Start of Block

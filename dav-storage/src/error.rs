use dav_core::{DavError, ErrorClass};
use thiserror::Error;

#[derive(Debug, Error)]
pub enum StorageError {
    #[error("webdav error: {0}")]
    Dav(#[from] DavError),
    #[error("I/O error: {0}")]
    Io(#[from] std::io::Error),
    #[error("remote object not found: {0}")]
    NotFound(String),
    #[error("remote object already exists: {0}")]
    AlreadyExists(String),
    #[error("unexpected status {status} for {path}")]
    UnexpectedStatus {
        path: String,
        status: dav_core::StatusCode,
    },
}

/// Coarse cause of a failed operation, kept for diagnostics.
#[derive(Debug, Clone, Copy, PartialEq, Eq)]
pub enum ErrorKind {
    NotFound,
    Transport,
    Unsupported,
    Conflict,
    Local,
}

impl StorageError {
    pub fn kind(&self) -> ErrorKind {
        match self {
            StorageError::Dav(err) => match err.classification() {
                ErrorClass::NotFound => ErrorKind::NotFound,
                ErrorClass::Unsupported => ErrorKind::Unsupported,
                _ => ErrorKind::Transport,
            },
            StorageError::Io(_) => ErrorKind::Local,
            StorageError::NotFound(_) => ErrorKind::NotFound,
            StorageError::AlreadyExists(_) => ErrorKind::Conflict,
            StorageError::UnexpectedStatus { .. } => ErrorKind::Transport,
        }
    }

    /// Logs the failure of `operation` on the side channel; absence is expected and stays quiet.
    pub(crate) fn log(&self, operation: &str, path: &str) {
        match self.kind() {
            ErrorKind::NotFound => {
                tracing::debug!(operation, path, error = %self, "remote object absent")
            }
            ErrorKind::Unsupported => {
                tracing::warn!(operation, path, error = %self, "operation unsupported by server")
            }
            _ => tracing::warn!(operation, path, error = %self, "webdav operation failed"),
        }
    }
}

End of Block
Start of Block

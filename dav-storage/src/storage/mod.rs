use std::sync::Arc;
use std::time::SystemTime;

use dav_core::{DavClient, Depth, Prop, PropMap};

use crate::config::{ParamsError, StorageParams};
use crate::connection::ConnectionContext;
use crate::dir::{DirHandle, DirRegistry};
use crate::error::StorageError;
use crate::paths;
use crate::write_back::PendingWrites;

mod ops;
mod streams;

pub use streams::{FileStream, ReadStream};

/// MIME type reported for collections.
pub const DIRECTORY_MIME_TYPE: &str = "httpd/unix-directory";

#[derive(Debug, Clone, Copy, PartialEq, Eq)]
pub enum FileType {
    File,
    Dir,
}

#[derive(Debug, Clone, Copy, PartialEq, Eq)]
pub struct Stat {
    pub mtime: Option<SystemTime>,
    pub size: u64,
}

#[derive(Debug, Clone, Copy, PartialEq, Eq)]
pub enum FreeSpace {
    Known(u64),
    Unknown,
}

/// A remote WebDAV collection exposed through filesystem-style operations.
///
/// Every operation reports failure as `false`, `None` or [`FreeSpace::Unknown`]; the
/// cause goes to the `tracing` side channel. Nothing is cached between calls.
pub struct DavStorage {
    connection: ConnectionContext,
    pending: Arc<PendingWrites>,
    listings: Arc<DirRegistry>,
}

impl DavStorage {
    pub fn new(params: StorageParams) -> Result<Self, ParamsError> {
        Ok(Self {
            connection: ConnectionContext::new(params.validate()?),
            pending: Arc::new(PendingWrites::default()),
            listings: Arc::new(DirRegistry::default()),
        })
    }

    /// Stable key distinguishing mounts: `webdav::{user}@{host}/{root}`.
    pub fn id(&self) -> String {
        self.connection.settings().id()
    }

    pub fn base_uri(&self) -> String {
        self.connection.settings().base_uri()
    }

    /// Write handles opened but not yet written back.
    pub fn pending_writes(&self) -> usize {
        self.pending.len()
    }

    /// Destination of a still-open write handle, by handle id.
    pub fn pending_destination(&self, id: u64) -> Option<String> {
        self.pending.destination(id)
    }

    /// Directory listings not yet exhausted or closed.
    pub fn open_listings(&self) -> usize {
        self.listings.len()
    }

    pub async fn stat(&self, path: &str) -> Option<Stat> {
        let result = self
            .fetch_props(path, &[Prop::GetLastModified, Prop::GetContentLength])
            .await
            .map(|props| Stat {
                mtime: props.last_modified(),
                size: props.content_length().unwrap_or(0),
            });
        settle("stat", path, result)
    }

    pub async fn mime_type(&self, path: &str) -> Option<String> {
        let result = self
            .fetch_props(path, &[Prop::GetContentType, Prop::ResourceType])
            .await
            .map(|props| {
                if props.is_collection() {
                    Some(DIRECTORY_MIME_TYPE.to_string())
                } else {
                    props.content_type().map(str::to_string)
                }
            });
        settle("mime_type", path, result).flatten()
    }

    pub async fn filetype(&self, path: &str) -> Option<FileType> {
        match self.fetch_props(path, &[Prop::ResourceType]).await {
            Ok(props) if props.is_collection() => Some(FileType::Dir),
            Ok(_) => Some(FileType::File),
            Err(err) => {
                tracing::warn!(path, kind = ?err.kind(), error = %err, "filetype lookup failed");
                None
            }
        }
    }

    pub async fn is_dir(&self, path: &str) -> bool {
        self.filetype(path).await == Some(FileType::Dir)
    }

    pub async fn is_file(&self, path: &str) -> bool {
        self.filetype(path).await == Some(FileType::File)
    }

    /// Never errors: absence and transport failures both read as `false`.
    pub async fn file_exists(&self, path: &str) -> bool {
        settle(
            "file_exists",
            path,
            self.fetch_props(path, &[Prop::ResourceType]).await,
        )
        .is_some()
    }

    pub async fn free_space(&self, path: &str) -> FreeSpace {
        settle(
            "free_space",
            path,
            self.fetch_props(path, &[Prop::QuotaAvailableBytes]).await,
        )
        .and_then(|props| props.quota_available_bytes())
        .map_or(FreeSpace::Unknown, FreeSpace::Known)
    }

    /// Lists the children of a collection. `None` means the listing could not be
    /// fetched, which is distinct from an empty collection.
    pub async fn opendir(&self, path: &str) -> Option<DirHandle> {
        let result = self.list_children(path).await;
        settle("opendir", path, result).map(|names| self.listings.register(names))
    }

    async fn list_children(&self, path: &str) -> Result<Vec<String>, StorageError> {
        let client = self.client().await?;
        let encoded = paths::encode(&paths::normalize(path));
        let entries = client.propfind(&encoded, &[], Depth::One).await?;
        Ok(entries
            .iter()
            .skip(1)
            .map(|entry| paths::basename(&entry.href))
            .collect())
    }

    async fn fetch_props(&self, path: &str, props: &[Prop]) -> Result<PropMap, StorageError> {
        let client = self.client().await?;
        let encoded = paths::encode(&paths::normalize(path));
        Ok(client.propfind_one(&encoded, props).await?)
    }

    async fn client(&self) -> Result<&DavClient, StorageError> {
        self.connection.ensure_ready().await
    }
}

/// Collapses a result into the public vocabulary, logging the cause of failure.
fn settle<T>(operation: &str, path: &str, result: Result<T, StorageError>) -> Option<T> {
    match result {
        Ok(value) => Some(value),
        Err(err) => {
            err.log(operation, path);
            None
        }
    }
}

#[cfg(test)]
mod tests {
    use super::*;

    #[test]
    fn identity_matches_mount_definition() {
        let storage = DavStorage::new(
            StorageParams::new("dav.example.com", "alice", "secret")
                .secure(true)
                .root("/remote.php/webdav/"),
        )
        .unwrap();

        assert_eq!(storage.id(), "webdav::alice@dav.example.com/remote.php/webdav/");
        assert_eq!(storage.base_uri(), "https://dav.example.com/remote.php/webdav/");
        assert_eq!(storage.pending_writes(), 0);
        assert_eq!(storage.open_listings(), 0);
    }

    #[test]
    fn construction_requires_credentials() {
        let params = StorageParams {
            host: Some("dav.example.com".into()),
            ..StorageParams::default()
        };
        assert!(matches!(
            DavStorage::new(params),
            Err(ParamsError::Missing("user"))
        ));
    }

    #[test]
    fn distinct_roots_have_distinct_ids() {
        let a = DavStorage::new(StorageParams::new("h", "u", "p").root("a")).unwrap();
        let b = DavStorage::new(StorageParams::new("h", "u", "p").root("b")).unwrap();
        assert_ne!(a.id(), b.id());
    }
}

End of Block

Copy from the entries only those lines that hold the word "bool".

SOLUTION FOR THIS TASK:
    pub async fn is_dir(&self, path: &str) -> bool {
    pub async fn is_file(&self, path: &str) -> bool {
    pub async fn file_exists(&self, path: &str) -> bool {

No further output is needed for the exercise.